- _Supplied material_

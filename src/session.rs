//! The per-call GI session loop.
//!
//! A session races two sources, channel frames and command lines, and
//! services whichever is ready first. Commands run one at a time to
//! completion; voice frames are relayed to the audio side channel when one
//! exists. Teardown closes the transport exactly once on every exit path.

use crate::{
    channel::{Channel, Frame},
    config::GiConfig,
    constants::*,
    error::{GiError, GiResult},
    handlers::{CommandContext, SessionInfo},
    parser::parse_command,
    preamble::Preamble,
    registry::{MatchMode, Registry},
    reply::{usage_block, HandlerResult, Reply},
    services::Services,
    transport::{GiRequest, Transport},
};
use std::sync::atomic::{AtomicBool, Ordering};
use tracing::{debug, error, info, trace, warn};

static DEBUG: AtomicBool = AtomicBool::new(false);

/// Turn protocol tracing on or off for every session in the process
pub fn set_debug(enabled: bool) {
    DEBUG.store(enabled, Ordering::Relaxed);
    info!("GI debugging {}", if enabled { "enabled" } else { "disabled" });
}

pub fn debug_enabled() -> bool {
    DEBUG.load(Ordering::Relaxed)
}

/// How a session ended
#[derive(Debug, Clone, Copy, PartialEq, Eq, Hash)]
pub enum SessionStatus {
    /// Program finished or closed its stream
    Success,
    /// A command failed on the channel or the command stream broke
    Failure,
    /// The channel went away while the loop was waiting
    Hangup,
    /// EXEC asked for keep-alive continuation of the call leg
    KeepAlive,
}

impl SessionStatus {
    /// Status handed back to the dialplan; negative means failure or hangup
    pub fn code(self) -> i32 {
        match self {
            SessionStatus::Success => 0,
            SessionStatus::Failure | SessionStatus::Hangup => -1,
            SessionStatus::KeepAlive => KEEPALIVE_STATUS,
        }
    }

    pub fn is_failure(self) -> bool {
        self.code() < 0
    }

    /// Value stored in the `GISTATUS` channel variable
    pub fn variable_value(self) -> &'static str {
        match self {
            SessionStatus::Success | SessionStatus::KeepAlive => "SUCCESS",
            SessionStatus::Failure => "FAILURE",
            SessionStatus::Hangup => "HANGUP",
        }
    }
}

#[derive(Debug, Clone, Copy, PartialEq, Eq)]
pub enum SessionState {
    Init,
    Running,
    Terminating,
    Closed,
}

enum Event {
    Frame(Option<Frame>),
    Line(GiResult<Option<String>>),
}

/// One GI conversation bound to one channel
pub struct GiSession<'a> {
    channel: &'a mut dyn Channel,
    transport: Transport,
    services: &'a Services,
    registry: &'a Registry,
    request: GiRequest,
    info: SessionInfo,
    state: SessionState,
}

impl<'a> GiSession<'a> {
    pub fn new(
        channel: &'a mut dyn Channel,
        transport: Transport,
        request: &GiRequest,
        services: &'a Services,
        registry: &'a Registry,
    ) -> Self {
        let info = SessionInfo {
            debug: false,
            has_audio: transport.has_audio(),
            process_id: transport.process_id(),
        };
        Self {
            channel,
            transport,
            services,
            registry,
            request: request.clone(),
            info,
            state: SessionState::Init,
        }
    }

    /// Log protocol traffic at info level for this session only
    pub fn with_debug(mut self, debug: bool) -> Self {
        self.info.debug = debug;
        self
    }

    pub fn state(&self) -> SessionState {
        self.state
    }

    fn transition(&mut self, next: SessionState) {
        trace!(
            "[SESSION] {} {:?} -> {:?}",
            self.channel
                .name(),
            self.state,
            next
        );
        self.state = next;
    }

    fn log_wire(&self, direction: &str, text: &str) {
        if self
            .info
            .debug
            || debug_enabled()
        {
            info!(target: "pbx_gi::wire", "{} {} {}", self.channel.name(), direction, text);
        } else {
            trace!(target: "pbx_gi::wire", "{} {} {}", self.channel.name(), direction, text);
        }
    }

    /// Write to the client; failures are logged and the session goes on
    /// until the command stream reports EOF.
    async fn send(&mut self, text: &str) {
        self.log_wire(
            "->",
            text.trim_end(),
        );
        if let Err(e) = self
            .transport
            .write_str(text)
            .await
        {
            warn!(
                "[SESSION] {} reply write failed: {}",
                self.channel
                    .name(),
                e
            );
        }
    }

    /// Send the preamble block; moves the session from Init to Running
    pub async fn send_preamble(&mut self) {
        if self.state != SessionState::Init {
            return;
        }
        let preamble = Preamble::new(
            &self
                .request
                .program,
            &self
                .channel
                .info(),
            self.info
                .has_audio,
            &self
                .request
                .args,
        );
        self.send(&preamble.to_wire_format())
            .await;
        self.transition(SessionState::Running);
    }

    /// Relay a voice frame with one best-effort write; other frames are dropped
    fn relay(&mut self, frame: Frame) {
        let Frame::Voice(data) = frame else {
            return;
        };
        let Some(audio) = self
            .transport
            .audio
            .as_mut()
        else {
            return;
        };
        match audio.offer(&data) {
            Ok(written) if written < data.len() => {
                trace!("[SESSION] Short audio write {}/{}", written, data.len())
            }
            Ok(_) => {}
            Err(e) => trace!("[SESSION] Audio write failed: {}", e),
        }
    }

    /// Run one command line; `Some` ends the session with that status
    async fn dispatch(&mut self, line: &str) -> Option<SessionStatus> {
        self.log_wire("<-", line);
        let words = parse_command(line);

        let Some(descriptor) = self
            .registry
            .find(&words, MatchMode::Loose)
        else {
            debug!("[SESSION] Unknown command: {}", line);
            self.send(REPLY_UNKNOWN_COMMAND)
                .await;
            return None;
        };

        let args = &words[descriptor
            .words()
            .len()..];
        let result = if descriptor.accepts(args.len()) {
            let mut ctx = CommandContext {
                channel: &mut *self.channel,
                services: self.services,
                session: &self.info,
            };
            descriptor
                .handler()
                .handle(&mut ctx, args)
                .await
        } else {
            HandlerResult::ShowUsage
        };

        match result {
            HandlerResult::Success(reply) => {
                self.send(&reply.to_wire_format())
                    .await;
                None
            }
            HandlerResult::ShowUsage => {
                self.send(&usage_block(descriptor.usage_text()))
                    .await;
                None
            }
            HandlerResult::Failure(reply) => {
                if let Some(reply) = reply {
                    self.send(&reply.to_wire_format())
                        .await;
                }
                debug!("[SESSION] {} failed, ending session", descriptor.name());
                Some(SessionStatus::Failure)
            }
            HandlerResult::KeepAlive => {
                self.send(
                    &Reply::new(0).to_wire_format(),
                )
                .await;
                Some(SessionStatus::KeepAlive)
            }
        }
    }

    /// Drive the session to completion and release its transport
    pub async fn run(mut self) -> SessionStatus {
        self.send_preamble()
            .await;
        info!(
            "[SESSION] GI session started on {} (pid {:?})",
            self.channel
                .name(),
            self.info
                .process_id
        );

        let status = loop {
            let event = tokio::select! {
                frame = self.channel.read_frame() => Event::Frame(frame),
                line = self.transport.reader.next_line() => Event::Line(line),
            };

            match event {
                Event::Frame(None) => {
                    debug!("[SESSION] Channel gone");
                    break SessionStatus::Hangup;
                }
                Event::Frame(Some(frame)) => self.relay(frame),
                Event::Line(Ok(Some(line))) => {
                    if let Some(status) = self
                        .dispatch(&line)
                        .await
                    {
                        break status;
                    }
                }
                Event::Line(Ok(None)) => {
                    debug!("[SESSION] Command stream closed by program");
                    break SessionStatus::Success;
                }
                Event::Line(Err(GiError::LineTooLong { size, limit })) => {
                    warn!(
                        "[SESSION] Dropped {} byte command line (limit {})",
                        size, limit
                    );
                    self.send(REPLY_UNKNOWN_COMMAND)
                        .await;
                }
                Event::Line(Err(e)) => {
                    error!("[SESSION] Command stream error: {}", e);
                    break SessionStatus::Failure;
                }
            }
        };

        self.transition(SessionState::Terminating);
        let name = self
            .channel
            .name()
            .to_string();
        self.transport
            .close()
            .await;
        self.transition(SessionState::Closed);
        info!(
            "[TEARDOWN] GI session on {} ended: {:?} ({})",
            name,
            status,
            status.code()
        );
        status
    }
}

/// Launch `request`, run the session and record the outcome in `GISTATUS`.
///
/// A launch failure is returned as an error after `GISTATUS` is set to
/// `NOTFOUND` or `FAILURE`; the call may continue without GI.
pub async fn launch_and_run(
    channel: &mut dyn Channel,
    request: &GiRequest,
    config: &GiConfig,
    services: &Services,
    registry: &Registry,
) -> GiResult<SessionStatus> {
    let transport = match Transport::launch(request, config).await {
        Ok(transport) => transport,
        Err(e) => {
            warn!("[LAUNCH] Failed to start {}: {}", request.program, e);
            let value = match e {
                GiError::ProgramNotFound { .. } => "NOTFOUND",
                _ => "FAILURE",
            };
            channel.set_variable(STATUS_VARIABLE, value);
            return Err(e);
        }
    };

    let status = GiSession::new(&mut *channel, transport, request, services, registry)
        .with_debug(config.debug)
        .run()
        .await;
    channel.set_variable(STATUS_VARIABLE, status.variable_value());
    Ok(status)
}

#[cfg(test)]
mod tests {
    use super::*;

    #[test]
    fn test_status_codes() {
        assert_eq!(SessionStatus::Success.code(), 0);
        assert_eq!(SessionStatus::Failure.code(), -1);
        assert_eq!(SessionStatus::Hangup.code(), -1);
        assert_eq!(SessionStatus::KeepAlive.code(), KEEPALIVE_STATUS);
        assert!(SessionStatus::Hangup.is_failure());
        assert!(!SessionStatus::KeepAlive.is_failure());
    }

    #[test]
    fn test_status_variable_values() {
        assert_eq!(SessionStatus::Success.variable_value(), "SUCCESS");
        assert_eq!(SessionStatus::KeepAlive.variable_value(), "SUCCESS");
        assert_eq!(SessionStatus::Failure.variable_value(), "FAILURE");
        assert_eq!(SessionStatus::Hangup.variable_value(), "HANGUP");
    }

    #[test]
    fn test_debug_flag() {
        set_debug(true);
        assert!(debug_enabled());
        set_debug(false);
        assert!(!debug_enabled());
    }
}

- _Try it_
Take every line from the data that includes the word "stream".

- _Response to this task_
    /// Program finished or closed its stream
    /// A command failed on the channel or the command stream broke
    /// until the command stream reports EOF.
                    debug!("[SESSION] Command stream closed by program");
                    error!("[SESSION] Command stream error: {}", e);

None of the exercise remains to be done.